Today, revised GDP numbers for Q1 show that the economy is doing much worse than we thought, and the market breathes a sigh of relief...
Is it just me, or is this system officially bonkers?
The market in general is worried about interest rates going up. When the Fed indicates that the economy is improving, this increases the likely-hood that the Fed will decide that it is a good time to raise interest rates (which they control by way of how QE is going into the system).
A huge number of people are invested in bonds right now and when interest rates go up the value of those bonds goes down, thus people in bonds loss money (this is because they are invested in bonds that are locked with the older, lower interest rates; whereas the newer higher interest rate ones are more desirable).
Also stocks may possibly drop when interest rates rise because it means it costs businesses more money to borrow money.

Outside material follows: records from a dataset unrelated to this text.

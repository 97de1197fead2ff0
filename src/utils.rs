//! Common utilities shared across modules.

use chrono::Utc;
use sha2::{Digest, Sha256};

/// Get current UTC timestamp in seconds since UNIX_EPOCH.
///
/// Uses chrono for accurate cross-platform timestamp.
pub fn get_utc_timestamp() -> u64 {
    Utc::now().timestamp() as u64
}

/// Calculate SHA256 hash of content, as lowercase hex.
pub fn calculate_hash(content: &str) -> String {
    let digest = Sha256::digest(content.as_bytes());
    digest.iter().map(|b| format!("{b:02x}")).collect()
}
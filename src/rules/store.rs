//! Rule retrieval strategies.

use std::sync::Arc;

use super::cache::embed_rules;
use super::search::SearchService;
use super::{Rule, RuleContext, RuleError, RuleMatch, RuleResult};
use crate::error::{ProviderError, ProviderResult};
use crate::semantic::{EmbeddingProvider, rank_by_similarity};
use crate::types::{ClauseKind, NO_RULE_FOUND};

/// Field holding the rule text in a search index.
const CONTENT_FIELD: &str = "content";

/// Text embedded once to learn the embedder's output length.
const DIMENSION_SAMPLE: &str = "dimension sample";

/// Best keyword hit for the clause name.
pub struct KeywordRuleStore {
    search: Box<dyn SearchService>,
}

impl KeywordRuleStore {
    pub fn new(search: Box<dyn SearchService>) -> Self {
        Self { search }
    }

    pub async fn retrieve(&self, clause: ClauseKind) -> ProviderResult<RuleContext> {
        let query = clause.search_text();
        let hits = self.search.search(&query, 1, &[CONTENT_FIELD]).await?;

        let text = hits
            .first()
            .and_then(|hit| hit.field(CONTENT_FIELD))
            .map(str::to_string)
            .unwrap_or_else(|| {
                tracing::debug!(target: "rules", "no keyword hit for '{query}'");
                NO_RULE_FOUND.to_string()
            });

        Ok(RuleContext::Text(text))
    }
}

/// Every rule ranked by cosine similarity to the clause text.
pub struct EmbeddingRuleStore {
    rules: Vec<Rule>,
    embedder: Arc<dyn EmbeddingProvider>,
    dimension: Option<usize>,
}

impl EmbeddingRuleStore {
    /// Take ownership of `rules`, embedding any that lack a vector.
    pub async fn new(mut rules: Vec<Rule>, embedder: Arc<dyn EmbeddingProvider>) -> RuleResult<Self> {
        let missing = rules.iter().filter(|r| r.embedding.is_none()).count();
        if missing > 0 {
            tracing::debug!(target: "rules", "embedding {missing} rules without cached vectors");
            embed_rules(&mut rules, embedder.as_ref()).await?;
        }

        if let Some(rule) = rules.iter().find(|r| r.embedding.is_none()) {
            return Err(RuleError::MissingEmbedding(rule.id.clone()));
        }

        // Cached vectors may come from another model.
        let dimension = if rules.is_empty() {
            None
        } else {
            Some(embedder.embed(DIMENSION_SAMPLE).await?.len())
        };
        if let Some(expected) = dimension {
            for rule in &rules {
                let actual = rule.embedding.as_ref().map_or(0, Vec::len);
                if actual != expected {
                    return Err(RuleError::DimensionMismatch {
                        rule_id: rule.id.clone(),
                        expected,
                        actual,
                    });
                }
            }
        }

        Ok(Self {
            rules,
            embedder,
            dimension,
        })
    }

    pub fn rules(&self) -> &[Rule] {
        &self.rules
    }

    pub async fn retrieve(&self, clause_text: &str) -> ProviderResult<RuleContext> {
        let query = self.embedder.embed(clause_text).await?;
        if let Some(expected) = self.dimension {
            if query.len() != expected {
                return Err(ProviderError::Embedding(format!(
                    "clause embedding has {} dimensions, rules have {expected}",
                    query.len()
                )));
            }
        }

        let candidates = self
            .rules
            .iter()
            .filter_map(|rule| rule.embedding.as_deref().map(|e| (rule, e)));

        let matches = rank_by_similarity(&query, candidates)
            .into_iter()
            .map(|(rule, score)| RuleMatch {
                rule_id: rule.id.clone(),
                text: rule.text.clone(),
                score,
            })
            .collect();

        Ok(RuleContext::Ranked(matches))
    }
}

/// The retrieval mode a run uses.
pub enum RuleStore {
    Keyword(KeywordRuleStore),
    Embedding(EmbeddingRuleStore),
}

impl RuleStore {
    /// Rules relevant to one clause.
    pub async fn retrieve(&self, clause: ClauseKind, clause_text: &str) -> ProviderResult<RuleContext> {
        match self {
            Self::Keyword(store) => store.retrieve(clause).await,
            Self::Embedding(store) => store.retrieve(clause_text).await,
        }
    }

    pub fn mode(&self) -> &'static str {
        match self {
            Self::Keyword(_) => "keyword",
            Self::Embedding(_) => "embedding",
        }
    }
}
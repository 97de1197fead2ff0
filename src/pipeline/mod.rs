//! Compliance pipeline
//!
//! Runs one document through every stage and produces one report.
//!
//! ## Architecture
//!
//! ```text
//! SEGMENT → EXTRACT → (per clause) RETRIEVE → VALIDATE → AGGREGATE
//!    │         │                     │           │           │
//!    ▼         ▼                     ▼           ▼           ▼
//! [chunks] [ClauseMap]         [RuleContext] [verdict]   [report]
//! ```
//!
//! Clauses are processed one after another in canonical order. Provider
//! calls are retried per [`RetryPolicy`]; a call that still fails either
//! aborts the run (`fail_fast`) or degrades to a non-compliant verdict.
//!
//! ## Usage
//!
//! ```ignore
//! let pipeline = CompliancePipeline::from_settings(&settings).await?;
//! let report = pipeline.run(&document).await?;
//! ```

mod builder;
mod types;

pub use builder::{
    embedder_from_settings, load_rules_for_embedding, load_rules_for_keyword, rebuild_rule_cache,
};
pub use types::{ClauseOutcome, PipelineError, PipelineResult, RunOutcome};

use std::collections::BTreeMap;
use std::time::Instant;

use crate::documents::{Chunker, Document, WordChunker};
use crate::error::ProviderError;
use crate::extract::ClauseExtractor;
use crate::report::{ComplianceReport, ComplianceResult, aggregate};
use crate::retry::RetryPolicy;
use crate::rules::{RuleContext, RuleStore};
use crate::types::{ClauseKind, ClauseMap, PARSING_FAILED};
use crate::validate::ComplianceValidator;

/// The configured chain of extractor, rule store and validator.
pub struct CompliancePipeline {
    chunker: WordChunker,
    extractor: Box<dyn ClauseExtractor>,
    rules: RuleStore,
    validator: Box<dyn ComplianceValidator>,
    retry: RetryPolicy,
    fail_fast: bool,
}

impl std::fmt::Debug for CompliancePipeline {
    fn fmt(&self, f: &mut std::fmt::Formatter<'_>) -> std::fmt::Result {
        f.debug_struct("CompliancePipeline")
            .field("chunk_size", &self.chunker.chunk_size())
            .field("extractor", &self.extractor.name())
            .field("retrieval", &self.rules.mode())
            .field("validator", &self.validator.name())
            .field("retry", &self.retry)
            .field("fail_fast", &self.fail_fast)
            .finish()
    }
}

impl CompliancePipeline {
    /// Combine the three strategies.
    ///
    /// Fails when the validator needs similarity scores that the rule store
    /// cannot provide.
    pub fn new(
        extractor: Box<dyn ClauseExtractor>,
        rules: RuleStore,
        validator: Box<dyn ComplianceValidator>,
    ) -> PipelineResult<Self> {
        if validator.needs_ranked_context() && !matches!(rules, RuleStore::Embedding(_)) {
            return Err(PipelineError::Config(format!(
                "{} validation needs embedding retrieval, got {} retrieval",
                validator.name(),
                rules.mode()
            )));
        }

        Ok(Self {
            chunker: WordChunker::default(),
            extractor,
            rules,
            validator,
            retry: RetryPolicy::default(),
            fail_fast: false,
        })
    }

    pub fn with_chunk_size(mut self, chunk_size: usize) -> PipelineResult<Self> {
        self.chunker = WordChunker::new(chunk_size)?;
        Ok(self)
    }

    pub fn with_retry(mut self, retry: RetryPolicy) -> Self {
        self.retry = retry;
        self
    }

    pub fn with_fail_fast(mut self, fail_fast: bool) -> Self {
        self.fail_fast = fail_fast;
        self
    }

    /// Check a document and return the report.
    pub async fn run(&self, document: &Document) -> PipelineResult<ComplianceReport> {
        Ok(self.run_detailed(document).await?.report)
    }

    /// Check a document and return every intermediate result.
    pub async fn run_detailed(&self, document: &Document) -> PipelineResult<RunOutcome> {
        let start = Instant::now();
        crate::log_event!(
            "pipeline",
            "started",
            "{} ({} words)",
            document.source(),
            document.word_count()
        );

        let chunks = self.chunker.chunk(document.text())?;
        crate::debug_event!("pipeline", "segmented", "{} chunks", chunks.len());

        let clauses = self.extract(document, &chunks).await?;

        let mut outcomes = Vec::with_capacity(ClauseKind::ALL.len());
        for (clause, text) in clauses.iter() {
            let result = self.check_clause(clause, text).await?;
            crate::debug_event!(
                "pipeline",
                "verdict",
                "{clause}: {} (rule: {})",
                result.status,
                result.matched_rule.as_deref().unwrap_or("-")
            );
            outcomes.push(ClauseOutcome {
                clause,
                text: text.to_string(),
                result,
            });
        }

        let results: BTreeMap<ClauseKind, ComplianceResult> = outcomes
            .iter()
            .map(|o| (o.clause, o.result.clone()))
            .collect();
        let report = aggregate(&results);

        crate::log_event!(
            "pipeline",
            "finished",
            "{} with {} findings in {:.2?}",
            report.compliance_status,
            report.findings.len(),
            start.elapsed()
        );

        Ok(RunOutcome {
            clauses,
            outcomes,
            report,
        })
    }

    async fn extract(
        &self,
        document: &Document,
        chunks: &[crate::documents::Chunk],
    ) -> PipelineResult<ClauseMap> {
        let extracted = self
            .retry
            .run("clause extraction", || self.extractor.extract(document, chunks))
            .await;

        match extracted {
            Ok(clauses) => Ok(clauses),
            Err(e) => self.degrade(e, "clause extraction").map(|_| ClauseMap::filled(PARSING_FAILED)),
        }
    }

    async fn check_clause(&self, clause: ClauseKind, text: &str) -> PipelineResult<ComplianceResult> {
        let context = match self
            .retry
            .run("rule retrieval", || self.rules.retrieve(clause, text))
            .await
        {
            Ok(context) => context,
            Err(e) => return self.degrade_clause(clause, e, "rule retrieval"),
        };

        if let RuleContext::Ranked(matches) = &context {
            crate::debug_event!(
                "pipeline",
                "retrieved",
                "{} rules for {clause}, best {:.3}",
                matches.len(),
                context.max_similarity()
            );
        }

        match self
            .retry
            .run("clause validation", || {
                self.validator.validate(clause, text, &context)
            })
            .await
        {
            Ok(result) => Ok(result),
            Err(e) => self.degrade_clause(clause, e, "clause validation"),
        }
    }

    /// Abort under `fail_fast`, otherwise log and continue.
    fn degrade(&self, error: ProviderError, stage: &str) -> PipelineResult<()> {
        if self.fail_fast {
            return Err(PipelineError::Provider(error));
        }
        tracing::warn!(target: "pipeline", "{stage} failed, continuing with fallback: {error}");
        Ok(())
    }

    fn degrade_clause(
        &self,
        clause: ClauseKind,
        error: ProviderError,
        stage: &str,
    ) -> PipelineResult<ComplianceResult> {
        let issue = format!("Provider error: {error}");
        self.degrade(error, &format!("{stage} for '{clause}'"))?;
        Ok(ComplianceResult::non_compliant(vec![issue]))
    }
}
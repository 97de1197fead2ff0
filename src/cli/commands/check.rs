//! Check command - run the pipeline over one document.

use anyhow::Context;
use serde::Serialize;

use crate::config::Settings;
use crate::documents::{DocumentSource, source_from_config};
use crate::io::{ExitCode, OutputFormat};
use crate::pipeline::{ClauseOutcome, CompliancePipeline, RunOutcome};
use crate::report::ComplianceReport;

/// Document source with the root resolved against the workspace.
pub fn document_source(settings: &Settings) -> anyhow::Result<Box<dyn DocumentSource>> {
    let mut config = settings.documents.clone();
    config.root = settings.resolve_path(&config.root);
    source_from_config(&config, settings.llm.timeout()).context("cannot open document store")
}

/// Load `name` (or the default document) and run the pipeline over it.
pub async fn check_document(
    pipeline: &CompliancePipeline,
    source: &dyn DocumentSource,
    name: &str,
) -> anyhow::Result<RunOutcome> {
    let document = source
        .load(name)
        .await
        .with_context(|| format!("cannot read document '{name}'"))?;
    Ok(pipeline.run_detailed(&document).await?)
}

#[derive(Serialize)]
struct DetailedReport<'a> {
    document: &'a str,
    #[serde(flatten)]
    report: &'a ComplianceReport,
    clauses: &'a [ClauseOutcome],
}

/// The report plus per-clause text and verdicts (`--json --details`).
pub fn detailed_json(outcome: &RunOutcome, document: &str) -> serde_json::Result<String> {
    serde_json::to_string_pretty(&DetailedReport {
        document,
        report: &outcome.report,
        clauses: &outcome.outcomes,
    })
}

/// Print a report in the requested format.
pub fn print_report(outcome: &RunOutcome, document: &str, format: OutputFormat, details: bool) {
    match format {
        OutputFormat::Json if details => match detailed_json(outcome, document) {
            Ok(json) => println!("{json}"),
            Err(e) => eprintln!("Error serializing report: {e}"),
        },
        OutputFormat::Json => println!("{}", outcome.report.to_json_pretty()),
        OutputFormat::Text => {
            println!("Final Compliance Report: {document}");
            print!("{}", outcome.report.render_text());
        }
    }
}

/// Run check command.
pub async fn run_check(
    settings: &Settings,
    document: Option<&str>,
    format: OutputFormat,
    details: bool,
) -> anyhow::Result<ExitCode> {
    let name = document.unwrap_or(&settings.documents.default_document);

    let pipeline = CompliancePipeline::from_settings(settings)
        .await
        .context("cannot build compliance pipeline")?;
    let source = document_source(settings)?;

    let outcome = check_document(&pipeline, source.as_ref(), name).await?;
    print_report(&outcome, name, format, details);

    Ok(ExitCode::from_report(&outcome.report))
}
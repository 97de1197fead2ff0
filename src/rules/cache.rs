//! Persisted rule cache: a JSON array of `{id, text, embedding}` records.
//!
//! A refresh segments a rule corpus, embeds every chunk and writes the cache.
//! A sidecar `<cache>.meta.json` records what the cache was built from, so a
//! later refresh can reuse it when neither the corpus nor the model changed.

use std::path::{Path, PathBuf};

use serde::{Deserialize, Serialize};

use super::{Rule, RuleError, RuleResult};
use crate::documents::segment;
use crate::semantic::EmbeddingProvider;
use crate::utils::{calculate_hash, get_utc_timestamp};

/// Embedding requests per provider call during a refresh.
const EMBED_BATCH_SIZE: usize = 32;

/// Wire record; all three keys are always written.
#[derive(Debug, Serialize)]
struct CacheRecord<'a> {
    id: &'a str,
    text: &'a str,
    embedding: &'a [f32],
}

/// What a cache was built from.
#[derive(Debug, Clone, PartialEq, Serialize, Deserialize)]
pub struct CacheFingerprint {
    /// SHA-256 of the corpus text.
    pub source_hash: String,
    /// Embedding model identifier.
    pub model: String,
    /// Vector length.
    pub dimension: usize,
    /// Words per rule chunk.
    pub chunk_size: usize,
    /// UTC seconds when written.
    pub created_at: u64,
}

impl CacheFingerprint {
    /// Whether a cache with this fingerprint may serve `source_hash` / `model`.
    pub fn matches(&self, source_hash: &str, model: &str, chunk_size: usize) -> bool {
        self.source_hash == source_hash && self.model == model && self.chunk_size == chunk_size
    }
}

/// Path of the fingerprint sidecar for `cache_path`.
pub fn meta_path(cache_path: &Path) -> PathBuf {
    let mut name = cache_path.as_os_str().to_os_string();
    name.push(".meta.json");
    PathBuf::from(name)
}

/// Read every rule from a cache file.
pub fn load_rules(path: &Path) -> RuleResult<Vec<Rule>> {
    let content = std::fs::read_to_string(path)?;
    let rules: Vec<Rule> =
        serde_json::from_str(&content).map_err(|e| RuleError::InvalidCache {
            path: path.to_path_buf(),
            reason: e.to_string(),
        })?;

    tracing::debug!(target: "rules", "loaded {} rules from {}", rules.len(), path.display());
    Ok(rules)
}

/// Write rules to a cache file. Every rule must carry an embedding.
pub fn save_rules(path: &Path, rules: &[Rule]) -> RuleResult<()> {
    let records = rules
        .iter()
        .map(|rule| {
            let embedding = rule
                .embedding
                .as_deref()
                .ok_or_else(|| RuleError::MissingEmbedding(rule.id.clone()))?;
            Ok(CacheRecord {
                id: &rule.id,
                text: &rule.text,
                embedding,
            })
        })
        .collect::<RuleResult<Vec<_>>>()?;

    if let Some(parent) = path.parent().filter(|p| !p.as_os_str().is_empty()) {
        std::fs::create_dir_all(parent)?;
    }

    let content = serde_json::to_string(&records).map_err(|e| RuleError::InvalidCache {
        path: path.to_path_buf(),
        reason: e.to_string(),
    })?;
    std::fs::write(path, content)?;
    Ok(())
}

/// Read the fingerprint sidecar, if present and readable.
pub fn load_fingerprint(cache_path: &Path) -> Option<CacheFingerprint> {
    let content = std::fs::read_to_string(meta_path(cache_path)).ok()?;
    serde_json::from_str(&content).ok()
}

fn save_fingerprint(cache_path: &Path, fingerprint: &CacheFingerprint) -> RuleResult<()> {
    let content =
        serde_json::to_string_pretty(fingerprint).map_err(|e| RuleError::InvalidCache {
            path: meta_path(cache_path),
            reason: e.to_string(),
        })?;
    std::fs::write(meta_path(cache_path), content)?;
    Ok(())
}

/// Outcome of [`refresh_cache`].
#[derive(Debug, Clone, PartialEq)]
pub enum RefreshOutcome {
    /// The existing cache matched the corpus and model.
    Reused { rules: usize },
    /// The cache was (re)generated.
    Rebuilt { rules: usize, dimension: usize },
}

/// Split a corpus into rules of `chunk_size` words with ids `rule-<n>`.
pub fn rules_from_corpus(corpus: &str, chunk_size: usize) -> RuleResult<Vec<Rule>> {
    Ok(segment(corpus, chunk_size)?
        .into_iter()
        .map(|chunk| Rule::new(format!("rule-{}", chunk.id), chunk.text))
        .collect())
}

/// Embed every rule that has no embedding yet, in batches.
pub async fn embed_rules(rules: &mut [Rule], embedder: &dyn EmbeddingProvider) -> RuleResult<()> {
    let pending: Vec<usize> = rules
        .iter()
        .enumerate()
        .filter(|(_, rule)| rule.embedding.is_none())
        .map(|(i, _)| i)
        .collect();

    for batch in pending.chunks(EMBED_BATCH_SIZE) {
        let texts: Vec<String> = batch.iter().map(|&i| rules[i].text.clone()).collect();
        let vectors = embedder.embed_batch(&texts).await?;
        if vectors.len() != batch.len() {
            return Err(RuleError::Provider(
                crate::error::ProviderError::Embedding(format!(
                    "expected {} embeddings, got {}",
                    batch.len(),
                    vectors.len()
                )),
            ));
        }
        for (&i, vector) in batch.iter().zip(vectors) {
            rules[i].embedding = Some(vector);
        }
    }

    Ok(())
}

/// Build or reuse the cache at `cache_path` for `corpus`.
///
/// Reuse requires the cache file and a fingerprint matching the corpus hash,
/// embedding model and chunk size. `force` always rebuilds.
pub async fn refresh_cache(
    corpus: &str,
    cache_path: &Path,
    chunk_size: usize,
    embedder: &dyn EmbeddingProvider,
    force: bool,
) -> RuleResult<RefreshOutcome> {
    let source_hash = calculate_hash(corpus);

    if !force && cache_path.exists() {
        if let Some(fingerprint) = load_fingerprint(cache_path) {
            if fingerprint.matches(&source_hash, embedder.model_id(), chunk_size) {
                let rules = load_rules(cache_path)?;
                crate::log_event!("rules", "cache reused", "{}", cache_path.display());
                return Ok(RefreshOutcome::Reused { rules: rules.len() });
            }
        }
    }

    let mut rules = rules_from_corpus(corpus, chunk_size)?;
    embed_rules(&mut rules, embedder).await?;

    let dimension = rules
        .first()
        .and_then(|r| r.embedding.as_ref())
        .map_or(0, Vec::len);

    save_rules(cache_path, &rules)?;
    save_fingerprint(
        cache_path,
        &CacheFingerprint {
            source_hash,
            model: embedder.model_id().to_string(),
            dimension,
            chunk_size,
            created_at: get_utc_timestamp(),
        },
    )?;

    crate::log_event!(
        "rules",
        "cache rebuilt",
        "{} rules -> {}",
        rules.len(),
        cache_path.display()
    );

    Ok(RefreshOutcome::Rebuilt {
        rules: rules.len(),
        dimension,
    })
}

#[cfg(test)]
mod tests {
    use super::*;
    use crate::semantic::HashingEmbeddingProvider;
    use tempfile::TempDir;

    const CORPUS: &str = "The purpose must be stated. Confidential information stays confidential. \
                          Either party may terminate with notice.";

    #[test]
    fn test_cache_file_has_exactly_three_keys() {
        let dir = TempDir::new().unwrap();
        let path = dir.path().join("rules.json");
        let mut rule = Rule::new("rule-1", "Purpose must be stated.");
        rule.embedding = Some(vec![0.5, -0.25]);

        save_rules(&path, &[rule]).unwrap();

        let raw: serde_json::Value =
            serde_json::from_str(&std::fs::read_to_string(&path).unwrap()).unwrap();
        let record = raw.as_array().unwrap()[0].as_object().unwrap();
        let mut keys: Vec<&str> = record.keys().map(String::as_str).collect();
        keys.sort();
        assert_eq!(keys, vec!["embedding", "id", "text"]);

        let loaded = load_rules(&path).unwrap();
        assert_eq!(loaded[0].embedding.as_deref(), Some(&[0.5, -0.25][..]));
    }

    #[test]
    fn test_save_rejects_rules_without_embeddings() {
        let dir = TempDir::new().unwrap();
        let err = save_rules(&dir.path().join("r.json"), &[Rule::new("r", "t")]).unwrap_err();
        assert!(matches!(err, RuleError::MissingEmbedding(id) if id == "r"));
    }

    #[test]
    fn test_invalid_cache_is_reported() {
        let dir = TempDir::new().unwrap();
        let path = dir.path().join("rules.json");
        std::fs::write(&path, r#"[{"id": 1}]"#).unwrap();
        assert!(matches!(
            load_rules(&path),
            Err(RuleError::InvalidCache { .. })
        ));
    }

    #[test]
    fn test_rules_from_corpus_ids() {
        let rules = rules_from_corpus("a b c d e", 2).unwrap();
        let ids: Vec<&str> = rules.iter().map(|r| r.id.as_str()).collect();
        assert_eq!(ids, vec!["rule-1", "rule-2", "rule-3"]);
        assert_eq!(rules[2].text, "e");
    }

    #[tokio::test]
    async fn test_refresh_reuses_until_corpus_changes() {
        let dir = TempDir::new().unwrap();
        let path = dir.path().join("cache").join("rules.json");
        let embedder = HashingEmbeddingProvider::new(32);

        let first = refresh_cache(CORPUS, &path, 5, &embedder, false).await.unwrap();
        assert!(matches!(first, RefreshOutcome::Rebuilt { dimension: 32, .. }));
        assert!(meta_path(&path).exists());

        let second = refresh_cache(CORPUS, &path, 5, &embedder, false).await.unwrap();
        assert!(matches!(second, RefreshOutcome::Reused { .. }));

        let forced = refresh_cache(CORPUS, &path, 5, &embedder, true).await.unwrap();
        assert!(matches!(forced, RefreshOutcome::Rebuilt { .. }));

        let changed = format!("{CORPUS} Disputes go to arbitration.");
        let third = refresh_cache(&changed, &path, 5, &embedder, false).await.unwrap();
        assert!(matches!(third, RefreshOutcome::Rebuilt { .. }));

        let other_model = HashingEmbeddingProvider::new(16);
        let fourth = refresh_cache(&changed, &path, 5, &other_model, false).await.unwrap();
        assert!(matches!(fourth, RefreshOutcome::Rebuilt { dimension: 16, .. }));
    }
}
//! Tantivy schema for the local rule index.

use tantivy::schema::{
    Field, IndexRecordOption, STORED, STRING, Schema, SchemaBuilder, TextFieldIndexing,
    TextOptions,
};

/// Schema fields for rule storage.
#[derive(Debug, Clone)]
pub struct RuleSchema {
    /// Rule identifier, exact match only.
    pub id: Field,

    /// Rule text, tokenized for BM25 and stored for retrieval.
    pub content: Field,
}

impl RuleSchema {
    /// Build the schema for rule storage.
    pub fn build() -> (Schema, Self) {
        let mut builder = SchemaBuilder::default();

        let id = builder.add_text_field("id", STRING | STORED);

        let text_options = TextOptions::default()
            .set_indexing_options(
                TextFieldIndexing::default()
                    .set_tokenizer("en_stem")
                    .set_index_option(IndexRecordOption::WithFreqsAndPositions),
            )
            .set_stored();
        let content = builder.add_text_field("content", text_options);

        (builder.build(), Self { id, content })
    }

    /// Resolve a field by the name callers use in `select` lists.
    pub fn field(&self, name: &str) -> Option<Field> {
        match name {
            "id" => Some(self.id),
            "content" => Some(self.content),
            _ => None,
        }
    }
}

An interesting point though is that for future Mustachian savers, interest rate hikes are a good thing, in general, because you will have the opportunity to buy bonds with higher interest rates to help fund your lifestyle for FI with more passive income. Thus, cheer on the Fed for higher rates.
Also, if we ever go back to the high interest rates that we got in the Carter years, i.e. 10-15% for a government bond, buy a bunch of those for 30 year terms to lock in the high rates. Avoiding buying any bonds now because they don't pay crap.